== Dataset ==
_ _ _

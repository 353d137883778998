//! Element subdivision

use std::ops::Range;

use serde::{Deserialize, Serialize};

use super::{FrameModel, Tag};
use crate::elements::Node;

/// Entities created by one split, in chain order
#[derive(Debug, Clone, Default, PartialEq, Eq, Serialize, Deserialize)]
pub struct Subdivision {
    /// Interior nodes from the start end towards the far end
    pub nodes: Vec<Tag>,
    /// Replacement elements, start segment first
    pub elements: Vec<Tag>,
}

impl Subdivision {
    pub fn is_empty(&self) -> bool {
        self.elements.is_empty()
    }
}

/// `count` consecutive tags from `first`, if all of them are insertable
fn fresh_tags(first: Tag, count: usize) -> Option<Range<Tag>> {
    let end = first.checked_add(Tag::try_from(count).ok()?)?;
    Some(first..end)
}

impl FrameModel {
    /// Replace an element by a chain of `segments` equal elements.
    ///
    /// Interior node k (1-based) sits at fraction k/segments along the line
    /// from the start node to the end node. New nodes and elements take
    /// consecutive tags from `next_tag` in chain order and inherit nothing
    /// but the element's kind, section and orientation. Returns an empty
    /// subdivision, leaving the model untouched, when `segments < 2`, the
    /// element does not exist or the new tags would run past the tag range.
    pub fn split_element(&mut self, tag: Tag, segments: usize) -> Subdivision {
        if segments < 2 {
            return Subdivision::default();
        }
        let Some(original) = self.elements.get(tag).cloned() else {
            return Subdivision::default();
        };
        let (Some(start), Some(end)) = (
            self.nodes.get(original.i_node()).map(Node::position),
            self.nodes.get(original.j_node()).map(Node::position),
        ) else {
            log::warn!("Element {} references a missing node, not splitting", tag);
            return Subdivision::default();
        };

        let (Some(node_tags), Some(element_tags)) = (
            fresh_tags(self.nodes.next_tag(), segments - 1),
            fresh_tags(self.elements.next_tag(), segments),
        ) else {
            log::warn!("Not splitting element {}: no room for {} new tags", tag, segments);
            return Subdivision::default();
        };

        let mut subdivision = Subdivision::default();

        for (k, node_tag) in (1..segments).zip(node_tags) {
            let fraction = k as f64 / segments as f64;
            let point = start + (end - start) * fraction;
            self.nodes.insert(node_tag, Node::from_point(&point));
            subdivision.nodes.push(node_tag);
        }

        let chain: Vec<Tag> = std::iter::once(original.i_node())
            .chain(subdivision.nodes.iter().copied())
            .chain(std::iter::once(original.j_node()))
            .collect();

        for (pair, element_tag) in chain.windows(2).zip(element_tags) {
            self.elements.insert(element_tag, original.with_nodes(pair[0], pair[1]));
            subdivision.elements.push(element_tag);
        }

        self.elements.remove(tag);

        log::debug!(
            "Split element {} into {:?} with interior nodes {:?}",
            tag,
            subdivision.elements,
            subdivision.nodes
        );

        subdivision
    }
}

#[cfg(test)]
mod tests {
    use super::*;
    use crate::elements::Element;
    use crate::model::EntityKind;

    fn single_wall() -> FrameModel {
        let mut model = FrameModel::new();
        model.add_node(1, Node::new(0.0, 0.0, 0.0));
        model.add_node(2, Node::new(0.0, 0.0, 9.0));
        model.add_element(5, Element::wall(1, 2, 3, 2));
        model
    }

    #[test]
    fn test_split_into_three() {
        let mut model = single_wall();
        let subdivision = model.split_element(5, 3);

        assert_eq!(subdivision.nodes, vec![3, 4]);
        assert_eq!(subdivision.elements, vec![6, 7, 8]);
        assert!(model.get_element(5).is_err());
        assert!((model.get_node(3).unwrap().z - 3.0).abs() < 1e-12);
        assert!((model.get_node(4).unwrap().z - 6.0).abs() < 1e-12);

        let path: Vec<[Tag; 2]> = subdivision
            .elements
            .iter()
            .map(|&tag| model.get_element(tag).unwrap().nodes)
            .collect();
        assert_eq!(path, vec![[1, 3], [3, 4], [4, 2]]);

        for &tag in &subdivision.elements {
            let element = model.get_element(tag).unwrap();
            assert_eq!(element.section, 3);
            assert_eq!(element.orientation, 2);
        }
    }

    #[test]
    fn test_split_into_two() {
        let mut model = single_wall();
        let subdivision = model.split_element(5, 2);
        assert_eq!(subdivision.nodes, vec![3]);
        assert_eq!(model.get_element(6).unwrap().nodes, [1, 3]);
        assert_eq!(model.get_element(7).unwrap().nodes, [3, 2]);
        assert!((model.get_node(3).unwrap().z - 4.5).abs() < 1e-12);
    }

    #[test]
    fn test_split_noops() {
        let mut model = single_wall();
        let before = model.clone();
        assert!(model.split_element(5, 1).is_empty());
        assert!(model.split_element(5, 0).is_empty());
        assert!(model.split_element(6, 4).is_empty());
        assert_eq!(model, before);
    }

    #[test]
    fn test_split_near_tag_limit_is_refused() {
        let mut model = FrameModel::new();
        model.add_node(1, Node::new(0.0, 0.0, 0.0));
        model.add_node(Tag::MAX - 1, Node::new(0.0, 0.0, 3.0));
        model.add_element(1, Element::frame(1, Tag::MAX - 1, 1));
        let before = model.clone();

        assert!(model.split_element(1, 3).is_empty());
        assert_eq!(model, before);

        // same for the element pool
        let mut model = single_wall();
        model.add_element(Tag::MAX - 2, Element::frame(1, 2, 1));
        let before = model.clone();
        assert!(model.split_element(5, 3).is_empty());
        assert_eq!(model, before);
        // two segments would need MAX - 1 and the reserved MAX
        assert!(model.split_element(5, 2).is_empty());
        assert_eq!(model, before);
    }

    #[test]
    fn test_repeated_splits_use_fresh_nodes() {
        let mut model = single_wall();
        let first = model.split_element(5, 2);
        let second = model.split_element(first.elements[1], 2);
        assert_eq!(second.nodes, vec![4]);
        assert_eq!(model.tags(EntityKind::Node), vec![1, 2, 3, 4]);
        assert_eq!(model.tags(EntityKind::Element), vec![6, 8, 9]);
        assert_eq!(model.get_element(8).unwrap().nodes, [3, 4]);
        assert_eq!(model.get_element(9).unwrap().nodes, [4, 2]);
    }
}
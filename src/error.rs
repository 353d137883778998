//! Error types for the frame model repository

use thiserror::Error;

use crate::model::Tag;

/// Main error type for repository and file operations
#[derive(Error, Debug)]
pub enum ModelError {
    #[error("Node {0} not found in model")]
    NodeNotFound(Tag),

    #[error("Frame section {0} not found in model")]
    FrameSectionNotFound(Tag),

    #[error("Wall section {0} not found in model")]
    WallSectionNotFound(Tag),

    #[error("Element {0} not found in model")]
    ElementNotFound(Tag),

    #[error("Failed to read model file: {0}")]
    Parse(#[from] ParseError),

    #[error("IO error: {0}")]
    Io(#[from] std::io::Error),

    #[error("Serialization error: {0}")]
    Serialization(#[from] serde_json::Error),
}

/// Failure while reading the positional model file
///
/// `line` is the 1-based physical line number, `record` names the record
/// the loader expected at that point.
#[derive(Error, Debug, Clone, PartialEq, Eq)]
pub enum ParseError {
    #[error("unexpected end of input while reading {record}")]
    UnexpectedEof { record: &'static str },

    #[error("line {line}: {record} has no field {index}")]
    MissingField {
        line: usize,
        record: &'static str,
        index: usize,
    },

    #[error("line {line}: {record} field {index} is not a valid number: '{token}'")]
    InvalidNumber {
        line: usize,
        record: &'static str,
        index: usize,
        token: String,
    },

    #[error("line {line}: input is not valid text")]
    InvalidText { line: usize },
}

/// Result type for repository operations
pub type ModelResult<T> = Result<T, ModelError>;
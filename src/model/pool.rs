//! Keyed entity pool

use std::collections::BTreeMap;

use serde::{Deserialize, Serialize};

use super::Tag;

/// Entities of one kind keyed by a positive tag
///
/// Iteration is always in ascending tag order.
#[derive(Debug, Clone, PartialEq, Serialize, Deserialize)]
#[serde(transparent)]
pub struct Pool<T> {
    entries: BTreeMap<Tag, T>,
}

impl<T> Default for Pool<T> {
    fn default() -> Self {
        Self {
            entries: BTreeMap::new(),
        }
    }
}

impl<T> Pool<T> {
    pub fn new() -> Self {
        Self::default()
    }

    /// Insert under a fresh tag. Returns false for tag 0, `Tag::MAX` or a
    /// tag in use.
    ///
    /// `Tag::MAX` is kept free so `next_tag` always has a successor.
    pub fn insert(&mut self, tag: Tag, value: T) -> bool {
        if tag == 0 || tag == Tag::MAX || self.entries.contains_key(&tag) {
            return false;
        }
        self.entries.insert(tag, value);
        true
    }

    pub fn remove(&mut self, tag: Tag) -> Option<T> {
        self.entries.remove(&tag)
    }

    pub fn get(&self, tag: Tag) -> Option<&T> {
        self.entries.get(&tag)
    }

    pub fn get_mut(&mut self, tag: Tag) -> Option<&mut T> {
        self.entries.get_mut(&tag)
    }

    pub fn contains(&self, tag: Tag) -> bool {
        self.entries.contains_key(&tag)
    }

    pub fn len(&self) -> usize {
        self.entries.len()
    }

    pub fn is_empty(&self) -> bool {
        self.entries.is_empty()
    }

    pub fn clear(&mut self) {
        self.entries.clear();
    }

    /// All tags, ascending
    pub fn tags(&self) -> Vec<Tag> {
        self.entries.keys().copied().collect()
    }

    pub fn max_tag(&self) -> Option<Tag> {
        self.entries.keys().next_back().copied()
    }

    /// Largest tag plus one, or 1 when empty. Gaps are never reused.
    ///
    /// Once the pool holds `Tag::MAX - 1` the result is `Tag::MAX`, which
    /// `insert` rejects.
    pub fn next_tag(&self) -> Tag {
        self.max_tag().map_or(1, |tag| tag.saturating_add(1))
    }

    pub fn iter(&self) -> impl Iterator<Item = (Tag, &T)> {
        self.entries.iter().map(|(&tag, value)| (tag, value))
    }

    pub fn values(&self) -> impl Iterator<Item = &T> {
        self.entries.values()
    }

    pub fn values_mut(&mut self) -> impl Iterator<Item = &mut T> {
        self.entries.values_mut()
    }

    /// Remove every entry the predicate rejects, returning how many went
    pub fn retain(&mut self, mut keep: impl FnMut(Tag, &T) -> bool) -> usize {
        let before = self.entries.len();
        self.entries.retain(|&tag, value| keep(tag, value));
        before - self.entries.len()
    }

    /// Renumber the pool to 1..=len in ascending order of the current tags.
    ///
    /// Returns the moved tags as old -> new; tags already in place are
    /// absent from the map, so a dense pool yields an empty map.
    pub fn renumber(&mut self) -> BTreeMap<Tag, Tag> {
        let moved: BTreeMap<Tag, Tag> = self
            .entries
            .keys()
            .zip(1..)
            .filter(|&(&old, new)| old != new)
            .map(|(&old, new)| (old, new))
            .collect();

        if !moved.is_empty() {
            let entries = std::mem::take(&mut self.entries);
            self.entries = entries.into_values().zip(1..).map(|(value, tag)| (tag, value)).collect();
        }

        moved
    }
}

_ _ _

== Problem ==
Among the lines above, which hold the word "PartialEq"? Report each one.

== Response to the task ==
#[derive(Debug, Clone, Default, PartialEq, Eq, Serialize, Deserialize)]
#[derive(Error, Debug, Clone, PartialEq, Eq)]
#[derive(Debug, Clone, PartialEq, Serialize, Deserialize)]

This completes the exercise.